The normal page can be seen as shown below.
This is because by default VMAgent collects metrics from VM cluster related components, including vmagent itself, so we can see the VM cluster Dashboard normally, but not other metrics such as node-exporter, we can import the dashboard 16098 in Grafana.
This time we can define it through the VMNodeScrape CRD object. The VMNodeScrape object can be used to automatically discover Kubernetes nodes, creating the resource object shown below to capture node-exporter metrics.
1
2
3
4
5
6
7
8
9
10
11
|
# vmnode-exporter-scrape.yaml
apiVersion: operator.victoriametrics.com/v1beta1
kind: VMNodeScrape
metadata:
name: node-exporter
spec:
path: /metrics
port: "9111" # 指定 node-exporter 的端口
scrape_interval: 15s
# relabelConfigs: # relabel配置
# selector: # 过滤节点
|
It is sufficient to apply the above objects directly.
1
2
3
4
|
☸ ➜ kubectl apply -f vmnode-exporter-scrape.yaml
☸ ➜ kubectl get vmnodescrape
NAME AGE
node-exporter 19s
|
Once created, the vmagent will automatically recognize the object to crawl the node-exporter.

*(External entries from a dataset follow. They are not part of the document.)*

//! Concentric-ring calibration target detection.
//!
//! Targets are printed at the four page corners; each one's nested ring
//! count encodes its identity. Detection runs a classic contour pipeline:
//! grayscale, Gaussian blur, inverted adaptive threshold, morphological
//! opening, then a full contour tree whose parent/child links give the
//! ring count directly. Candidates are filtered on enclosing-circle
//! radius and circularity before being assigned to their nearest corner.
//!
//! Detection is a pure function of the scan buffer: identical input
//! yields identical detections.

use crate::core::constants::{
    CORNER_RING_COUNTS, DETECT_BLUR_SIGMA, DETECT_MIN_CIRCULARITY, DETECT_RADIUS_TOLERANCE,
    DETECT_THRESHOLD_BIAS, DETECT_THRESHOLD_BLOCK,
};
use crate::core::{ReadError, ReadResult, TemplateGeometry};
use crate::pipeline::ingest::ScanBuffer;
use image::{GrayImage, Luma};
use imageproc::contours::{Contour, find_contours};
use imageproc::integral_image::{integral_image, sum_image_pixels};
use imageproc::distance_transform::Norm;
use imageproc::morphology::open;
use imageproc::point::Point;
use tracing::debug;

/// Document corner roles, in reading order.
#[derive(Debug, Clone, Copy, PartialEq, Eq, Hash)]
pub enum Corner {
    /// Top-left (index 0).
    TopLeft,
    /// Top-right (index 1).
    TopRight,
    /// Bottom-left (index 2).
    BottomLeft,
    /// Bottom-right (index 3).
    BottomRight,
}

impl Corner {
    /// All corners in index order.
    pub const ALL: [Corner; 4] = [
        Corner::TopLeft,
        Corner::TopRight,
        Corner::BottomLeft,
        Corner::BottomRight,
    ];

    /// The corner's numeric index (0..=3).
    pub fn index(&self) -> usize {
        match self {
            Corner::TopLeft => 0,
            Corner::TopRight => 1,
            Corner::BottomLeft => 2,
            Corner::BottomRight => 3,
        }
    }

    /// The corner for a numeric index.
    ///
    /// # Panics
    ///
    /// Panics if `index > 3`; corner indices come from internal tables.
    pub fn from_index(index: usize) -> Self {
        Self::ALL[index]
    }
}

/// One detected calibration target.
#[derive(Debug, Clone, Copy, PartialEq)]
pub struct AnchorDetection {
    /// Nested ring count; the target's identity.
    pub ring_count: u32,
    /// Pixel coordinates of the enclosing-circle center.
    pub center: (f32, f32),
    /// Enclosing-circle radius in pixels.
    pub radius_px: f32,
    /// Corner this target was assigned to.
    pub corner: Corner,
    /// Distance to the nearest image edge, used to rank duplicates.
    pub edge_distance: f32,
}

/// Locates up to four corner targets on a scan.
///
/// Returns one slot per corner; a missing target leaves its slot `None`
/// (partial detection is not an error; rectification decides later
/// whether enough anchors survive).
///
/// # Errors
///
/// Returns [`ReadError::TargetDetection`] when the thresholded image
/// contains no contours at all, i.e. the page is blank or unreadable.
pub fn detect_anchors(
    scan: &ScanBuffer,
    geometry: &TemplateGeometry,
) -> ReadResult<[Option<AnchorDetection>; 4]> {
    let gray = image::imageops::grayscale(scan.image());
    let blurred = imageproc::filter::gaussian_blur_f32(&gray, DETECT_BLUR_SIGMA);
    let binary = adaptive_threshold_inv(&blurred, DETECT_THRESHOLD_BLOCK, DETECT_THRESHOLD_BIAS);
    let opened = open(&binary, Norm::L1, 1);

    let contours = find_contours::<i32>(&opened);
    if contours.is_empty() {
        return Err(ReadError::target_detection(format!(
            "no contours found on page {}",
            scan.page_index()
        )));
    }

    let (width, height) = (scan.width() as f32, scan.height() as f32);
    let (format_w_mm, format_h_mm) = geometry.format.dimensions_mm();
    let pixels_per_mm = (width / format_w_mm + height / format_h_mm) / 2.0;

    let expected_radius = geometry.target_diameter_mm * pixels_per_mm / 2.0;
    let radius_min = expected_radius * DETECT_RADIUS_TOLERANCE.0;
    let radius_max = expected_radius * DETECT_RADIUS_TOLERANCE.1;

    let first_child = first_child_table(&contours);
    let mut best: [Option<AnchorDetection>; 4] = [None, None, None, None];

    for (index, contour) in contours.iter().enumerate() {
        // Only outermost shapes carry a full ring chain.
        if contour.parent.is_some() {
            continue;
        }

        let ring_count = nested_ring_count(index, &first_child);
        if !CORNER_RING_COUNTS.contains(&ring_count) {
            continue;
        }

        let Some((center, radius)) = enclosing_circle(&contour.points) else {
            continue;
        };
        if !radius.is_finite() || radius < radius_min || radius > radius_max {
            continue;
        }

        let area = polygon_area(&contour.points);
        let perimeter = polygon_perimeter(&contour.points).max(1.0);
        let circularity = 4.0 * std::f32::consts::PI * area / (perimeter * perimeter);
        if circularity < DETECT_MIN_CIRCULARITY {
            continue;
        }

        let distance_left = center.0.max(0.0);
        let distance_right = (width - center.0).max(0.0);
        let distance_top = center.1.max(0.0);
        let distance_bottom = (height - center.1).max(0.0);

        let is_right = distance_right < distance_left;
        let is_bottom = distance_bottom < distance_top;
        let corner_index = usize::from(is_bottom) * 2 + usize::from(is_right);

        let nearest_horizontal = distance_left.min(distance_right);
        let nearest_vertical = distance_top.min(distance_bottom);
        let edge_distance = nearest_horizontal.min(nearest_vertical);

        let candidate = AnchorDetection {
            ring_count,
            center,
            radius_px: radius,
            corner: Corner::from_index(corner_index),
            edge_distance,
        };

        // Per corner, keep only the candidate nearest its edge.
        match &best[corner_index] {
            Some(current) if current.edge_distance <= edge_distance => {}
            _ => best[corner_index] = Some(candidate),
        }
    }

    for detection in best.iter().flatten() {
        debug!(
            rings = detection.ring_count,
            corner = detection.corner.index(),
            x = detection.center.0,
            y = detection.center.1,
            radius = detection.radius_px,
            "calibration target detected"
        );
    }

    Ok(best)
}

/// Inverted adaptive threshold: a pixel becomes foreground (255) when it
/// is darker than its block mean minus `bias`. Block means come from an
/// integral image, so the cost is independent of block size.
fn adaptive_threshold_inv(gray: &GrayImage, block: u32, bias: i16) -> GrayImage {
    let (width, height) = gray.dimensions();
    if width == 0 || height == 0 {
        return gray.clone();
    }

    let radius = (block / 2) as i64;
    let integral = integral_image::<_, u64>(gray);
    let mut out = GrayImage::new(width, height);

    for y in 0..height {
        let top = (y as i64 - radius).max(0) as u32;
        let bottom = (y as i64 + radius).min(height as i64 - 1) as u32;
        for x in 0..width {
            let left = (x as i64 - radius).max(0) as u32;
            let right = (x as i64 + radius).min(width as i64 - 1) as u32;

            let sum = sum_image_pixels(&integral, left, top, right, bottom)[0];
            let count = u64::from(right - left + 1) * u64::from(bottom - top + 1);
            let mean = (sum / count) as i16;

            let value = i16::from(gray.get_pixel(x, y).0[0]);
            let is_dark = value < mean - bias;
            out.put_pixel(x, y, Luma([if is_dark { 255 } else { 0 }]));
        }
    }

    out
}

/// For each contour, the index of its first child in the tree, if any.
fn first_child_table(contours: &[Contour<i32>]) -> Vec<Option<usize>> {
    let mut first_child = vec![None; contours.len()];
    for (index, contour) in contours.iter().enumerate() {
        if let Some(parent) = contour.parent
            && first_child[parent].is_none()
        {
            first_child[parent] = Some(index);
        }
    }
    first_child
}

/// Counts the nesting chain under a top-level contour by following
/// first-child links; this count is the target's identity.
fn nested_ring_count(index: usize, first_child: &[Option<usize>]) -> u32 {
    let mut count = 1;
    let mut child = first_child[index];
    while let Some(next) = child {
        count += 1;
        child = first_child[next];
    }
    count
}

/// Centroid-based enclosing circle; exact for near-circular contours.
fn enclosing_circle(points: &[Point<i32>]) -> Option<((f32, f32), f32)> {
    if points.is_empty() {
        return None;
    }
    let n = points.len() as f32;
    let cx = points.iter().map(|p| p.x as f32).sum::<f32>() / n;
    let cy = points.iter().map(|p| p.y as f32).sum::<f32>() / n;
    let radius = points
        .iter()
        .map(|p| (p.x as f32 - cx).hypot(p.y as f32 - cy))
        .fold(0.0f32, f32::max);
    Some(((cx, cy), radius))
}

/// Shoelace area of a closed contour.
fn polygon_area(points: &[Point<i32>]) -> f32 {
    if points.len() < 3 {
        return 0.0;
    }
    let mut doubled = 0i64;
    for i in 0..points.len() {
        let a = points[i];
        let b = points[(i + 1) % points.len()];
        doubled += i64::from(a.x) * i64::from(b.y) - i64::from(b.x) * i64::from(a.y);
    }
    (doubled.abs() as f32) / 2.0
}

/// Perimeter of a closed contour.
fn polygon_perimeter(points: &[Point<i32>]) -> f32 {
    if points.len() < 2 {
        return 0.0;
    }
    let mut length = 0.0f32;
    for i in 0..points.len() {
        let a = points[i];
        let b = points[(i + 1) % points.len()];
        length += ((a.x - b.x) as f32).hypot((a.y - b.y) as f32);
    }
    length
}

At this point, the node-exporter dashboard will be fine.
In addition, you can define the service services (Endpoints) to be crawled through VMServiceScrape, which generates the crawl configuration for vmagent based on the selector, and if you want to crawl the metrics of Pods without Service defined, you can define them through VMPodScrape, and there are also alarms and related CRDs to manage. vm-operator greatly reduces the management of VM clusters and is highly recommended.